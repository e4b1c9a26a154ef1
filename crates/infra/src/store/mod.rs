//! Store traits and their implementations.
//!
//! Traits are the seam between services and storage. `memory` backs tests
//! and local development; `postgres` is the production backend.

pub mod memory;
pub mod postgres;

use std::collections::BTreeMap;

use async_trait::async_trait;
use rust_decimal::Decimal;
use serde::Serialize;

use storefront_cart::Cart;
use storefront_catalog::{Brand, Category, Product};
use storefront_core::{
    AddressId, BrandId, CartId, CartLineId, CategoryId, CouponId, OrderId, ProductId, UserId,
};
use storefront_coupons::Coupon;
use storefront_orders::Order;
use storefront_users::{Address, SupportTicket};

use crate::error::StoreResult;

/// Product, brand and category storage.
#[async_trait]
pub trait CatalogStore: Send + Sync {
    async fn insert_product(&self, product: &Product) -> StoreResult<()>;
    async fn update_product(&self, product: &Product) -> StoreResult<()>;
    async fn product(&self, id: ProductId) -> StoreResult<Option<Product>>;
    async fn products(&self) -> StoreResult<Vec<Product>>;
    async fn delete_product(&self, id: ProductId) -> StoreResult<()>;

    async fn insert_brand(&self, brand: &Brand) -> StoreResult<()>;
    async fn brands(&self) -> StoreResult<Vec<Brand>>;
    async fn delete_brand(&self, id: BrandId) -> StoreResult<()>;

    async fn insert_category(&self, category: &Category) -> StoreResult<()>;
    async fn categories(&self) -> StoreResult<Vec<Category>>;
    async fn delete_category(&self, id: CategoryId) -> StoreResult<()>;
}

/// Cart aggregate storage.
///
/// Carts are saved wholesale: the line set and totals written together, so
/// a reader never observes a cart mid-mutation.
#[async_trait]
pub trait CartStore: Send + Sync {
    /// Return the user's cart, creating an empty one if none exists.
    ///
    /// One cart per user is a storage invariant (unique constraint on the
    /// user id); concurrent calls converge on the same cart.
    async fn create_if_absent(&self, user_id: UserId) -> StoreResult<Cart>;

    async fn by_user(&self, user_id: UserId) -> StoreResult<Option<Cart>>;
    async fn get(&self, id: CartId) -> StoreResult<Option<Cart>>;

    /// Find the cart that contains the given line item.
    async fn by_line(&self, line_id: CartLineId) -> StoreResult<Option<Cart>>;

    async fn save(&self, cart: &Cart) -> StoreResult<()>;
    async fn delete(&self, id: CartId) -> StoreResult<()>;
}

/// Coupon and per-user usage storage.
#[async_trait]
pub trait CouponStore: Send + Sync {
    /// Insert a coupon; fails with `Conflict` when the code is taken.
    async fn insert(&self, coupon: &Coupon) -> StoreResult<()>;

    /// Update a coupon's definition. `used_count` is never written here;
    /// it only moves through `record_usage`.
    async fn update(&self, coupon: &Coupon) -> StoreResult<()>;

    async fn get(&self, id: CouponId) -> StoreResult<Option<Coupon>>;
    async fn by_code(&self, code: &str) -> StoreResult<Option<Coupon>>;
    async fn list(&self) -> StoreResult<Vec<Coupon>>;

    async fn has_usage(&self, coupon_id: CouponId, user_id: UserId) -> StoreResult<bool>;

    /// Record a redemption: insert the usage row and bump `used_count` in
    /// one atomic step, re-checking the global cap under the write.
    ///
    /// Fails with `CouponAlreadyUsed` when the user has a prior usage row
    /// and `CouponLimitExceeded` when the cap is exhausted; either failure
    /// leaves both the row and the counter untouched.
    async fn record_usage(&self, coupon_id: CouponId, user_id: UserId) -> StoreResult<()>;
}

/// Delivery address storage.
#[async_trait]
pub trait AddressStore: Send + Sync {
    async fn insert(&self, address: &Address) -> StoreResult<()>;
    async fn get(&self, id: AddressId) -> StoreResult<Option<Address>>;
    async fn for_user(&self, user_id: UserId) -> StoreResult<Vec<Address>>;
    async fn delete(&self, id: AddressId) -> StoreResult<()>;
}

/// Support ticket storage. Tickets are write-once.
#[async_trait]
pub trait SupportStore: Send + Sync {
    async fn insert(&self, ticket: &SupportTicket) -> StoreResult<()>;
    async fn for_user(&self, user_id: UserId) -> StoreResult<Vec<SupportTicket>>;
    async fn all(&self) -> StoreResult<Vec<SupportTicket>>;
}

/// Aggregated order figures for the admin dashboard.
#[derive(Debug, Clone, Serialize)]
pub struct OrderStats {
    pub total_orders: u64,
    /// Sum of order totals, cancelled orders excluded.
    pub total_revenue: Decimal,
    pub status_counts: BTreeMap<String, u64>,
    /// Most recent orders, newest first.
    pub recent: Vec<Order>,
}

/// Order storage, including the atomic checkout step.
#[async_trait]
pub trait OrderStore: Send + Sync {
    /// Materialize an order from its cart in one atomic unit:
    /// insert the order and its items, decrement stock for every item
    /// (failing with `InsufficientStock` if any product cannot cover its
    /// quantity), and delete the cart. On any failure nothing is applied.
    ///
    /// The order number is unique; a collision fails with `Conflict` so the
    /// caller can retry with a fresh number.
    async fn materialize(&self, order: &Order, cart_id: CartId) -> StoreResult<()>;

    async fn get(&self, id: OrderId) -> StoreResult<Option<Order>>;
    async fn for_user(&self, user_id: UserId) -> StoreResult<Vec<Order>>;
    async fn all(&self) -> StoreResult<Vec<Order>>;

    /// Persist a status change. The lifecycle check happens on the domain
    /// object before this call.
    async fn update_status(&self, order: &Order) -> StoreResult<()>;

    async fn delete(&self, id: OrderId) -> StoreResult<()>;
    async fn stats(&self) -> StoreResult<OrderStats>;
}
------------
- Exercise brief
Exactly as they stand, please print the lines from the first line of the records above down to the line that includes "use crate::error::StoreResult;", both of those included and no others.

- Problem solution
repository e4b1c9a26a154ef1
filename crates/infra/src/store/mod.rs
//! Store traits and their implementations.
//!
//! Traits are the seam between services and storage. `memory` backs tests
//! and local development; `postgres` is the production backend.

pub mod memory;
pub mod postgres;

use std::collections::BTreeMap;

use async_trait::async_trait;
use rust_decimal::Decimal;
use serde::Serialize;

use storefront_cart::Cart;
use storefront_catalog::{Brand, Category, Product};
use storefront_core::{
    AddressId, BrandId, CartId, CartLineId, CategoryId, CouponId, OrderId, ProductId, UserId,
};
use storefront_coupons::Coupon;
use storefront_orders::Order;
use storefront_users::{Address, SupportTicket};

use crate::error::StoreResult;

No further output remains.